Slogan sul tram. Ieri, la prima mossa a sorpresa, con la presentazione di un tram tappezzato con manifesti che riportano lo slogan più trasporto pubblico, una città migliore.
Ieri, la prima mossa a sorpresa, con la presentazione di un tram tappezzato con manifesti che riportano lo slogan più trasporto pubblico, una città migliore. Per far arrivare ai padovani i suoi messaggi durante la campagna elettorale, la lista Sinistra per Padova ha in serbo anche altre iniziative. Alle assemblee elettorali “tradizionali” si sostituiranno proposte artistiche attraverso cui veicolare alcuni contenuti: il 12 maggio alle ore 21 l’Auditorium Pollini ospiterà un concerto con la soprano MaraZampieri, mentre il prossimo 2 maggio è in programma presso la sala Diego Valeri uno spettacolo teatrale il cui ricavato sarà destinato alle vittime del terremoto. «Stiamo organizzando anche molte riunioni nei condomini, per essere presenti lì dove vive la gente», spiega Alessandro Zan. «Intendiamo poi proporre piccoli spettacoli nelle piazze». Rovo.

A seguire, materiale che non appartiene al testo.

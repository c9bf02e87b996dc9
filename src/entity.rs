//! Extracted entity records and their values.

use serde::{Deserialize, Serialize};
use serde_json::{Map, Value};

/// The value carried by an entity.
///
/// Extractors almost always emit text, but training files may annotate
/// numbers, booleans or structured values. Text is case-folded when used as
/// a synonym key; everything else is compared by its JSON form.
#[derive(Debug, Clone, PartialEq, Serialize, Deserialize)]
#[serde(untagged)]
pub enum EntityValue {
    /// Textual value.
    Text(String),
    /// Any non-textual JSON value.
    Other(Value),
}

impl EntityValue {
    /// Normalized form used as a synonym table key or target.
    pub fn normalized(&self) -> String {
        match self {
            EntityValue::Text(text) => text.to_lowercase(),
            EntityValue::Other(Value::String(text)) => text.clone(),
            EntityValue::Other(value) => value.to_string(),
        }
    }
}

impl From<&str> for EntityValue {
    fn from(text: &str) -> Self {
        EntityValue::Text(text.to_string())
    }
}

impl From<String> for EntityValue {
    fn from(text: String) -> Self {
        EntityValue::Text(text)
    }
}

/// An entity recognized in a message.
///
/// Only `start`, `end` and `value` matter to synonym mapping. Fields this
/// crate does not know about are kept in `extra` and written back unchanged.
#[derive(Debug, Clone, Default, PartialEq, Serialize, Deserialize)]
pub struct Entity {
    /// Character offset where the entity starts.
    #[serde(default, skip_serializing_if = "Option::is_none")]
    pub start: Option<usize>,

    /// Character offset one past the end of the entity.
    #[serde(default, skip_serializing_if = "Option::is_none")]
    pub end: Option<usize>,

    /// Entity type label.
    #[serde(default, skip_serializing_if = "Option::is_none")]
    pub entity: Option<String>,

    /// Extracted or annotated value. Always serialized, `null` included.
    #[serde(default)]
    pub value: Option<EntityValue>,

    /// Name of the extractor that produced the entity.
    #[serde(default, skip_serializing_if = "Option::is_none")]
    pub extractor: Option<String>,

    #[serde(flatten)]
    pub extra: Map<String, Value>,
}

impl Entity {
    /// Create an entity holding only a value.
    pub fn with_value(value: impl Into<EntityValue>) -> Self {
        Self {
            value: Some(value.into()),
            ..Default::default()
        }
    }

    /// Create an annotated entity spanning `start..end` of its message.
    pub fn new(
        start: usize,
        end: usize,
        label: impl Into<String>,
        value: impl Into<EntityValue>,
    ) -> Self {
        Self {
            start: Some(start),
            end: Some(end),
            entity: Some(label.into()),
            value: Some(value.into()),
            ..Default::default()
        }
    }

    /// Get the span as a tuple, if both offsets are present.
    pub fn span(&self) -> Option<(usize, usize)> {
        Some((self.start?, self.end?))
    }
}

#[cfg(test)]
mod tests {
    use serde_json::json;

    use super::*;

    #[test]
    fn test_normalized_text_is_lowercased() {
        assert_eq!(EntityValue::from("New York").normalized(), "new york");
        assert_eq!(EntityValue::from("ÉCOLE").normalized(), "école");
    }

    #[test]
    fn test_normalized_other_is_not_lowercased() {
        assert_eq!(EntityValue::Other(json!(5)).normalized(), "5");
        assert_eq!(EntityValue::Other(json!(true)).normalized(), "true");
        assert_eq!(
            EntityValue::Other(json!({"unit": "KM"})).normalized(),
            r#"{"unit":"KM"}"#
        );
    }

    #[test]
    fn test_value_deserializes_by_kind() {
        let entity: Entity = serde_json::from_value(json!({"value": "NYC"})).unwrap();
        assert_eq!(entity.value, Some(EntityValue::Text("NYC".to_string())));

        let entity: Entity = serde_json::from_value(json!({"value": 42})).unwrap();
        assert_eq!(entity.value, Some(EntityValue::Other(json!(42))));

        let entity: Entity = serde_json::from_value(json!({"value": null})).unwrap();
        assert_eq!(entity.value, None);
    }

    #[test]
    fn test_null_value_is_serialized() {
        let input = json!({"entity": "city", "value": null});
        let entity: Entity = serde_json::from_value(input.clone()).unwrap();
        assert_eq!(serde_json::to_value(&entity).unwrap(), input);
    }

    #[test]
    fn test_unknown_fields_survive() {
        let input = json!({
            "start": 0,
            "end": 3,
            "entity": "city",
            "value": "NYC",
            "confidence": 0.87
        });
        let entity: Entity = serde_json::from_value(input.clone()).unwrap();
        assert_eq!(entity.span(), Some((0, 3)));
        assert_eq!(entity.extra.get("confidence"), Some(&json!(0.87)));
        assert_eq!(serde_json::to_value(&entity).unwrap(), input);
    }
}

«Un tavolo per combattere la crisi». Come il G20 a Londra, ma in piccolo, alla padovana. E’ la richiesta del consigliere di Sinistra per Padova Alessandro Zan. «Chiederò nei prossimi giorni al prefetto di istituire un tavolo programmatico con sindacati, istituzioni e rappresentanti degli imprenditori, per stabilire come incrementare gli ammortizzatori sociali per i padovani che hanno perso il lavoro». L’idea di fondo è di far sì che i lavoratori rimangano «agganciati» al loro posto di lavoro: «Cassintegrazione, contributi e ogni altra forma di aiuto sono importanti – sottolinea Zan – Ma non possiamo permettere che la recessione spazzi via per sempre, oltre ai posti di lavoro, anche competenze e abilità d’eccellenza universalmente riconosciute ai lavoratori di molte aziende padovane colpite dalla crisi. Altrimenti ci troveremmo di fronte alla perdita definitiva del know-how di casa nostra». Il tutto per riprendere i temi cari alla Sinistra, come quello del lavoro e della solidarietà: «Lo tsunami finanziario non deve ricadere sulle spalle di chi lavora – conclude Zan – Nessuno deve essere lasciato solo di fronte al “mostro” della crisi».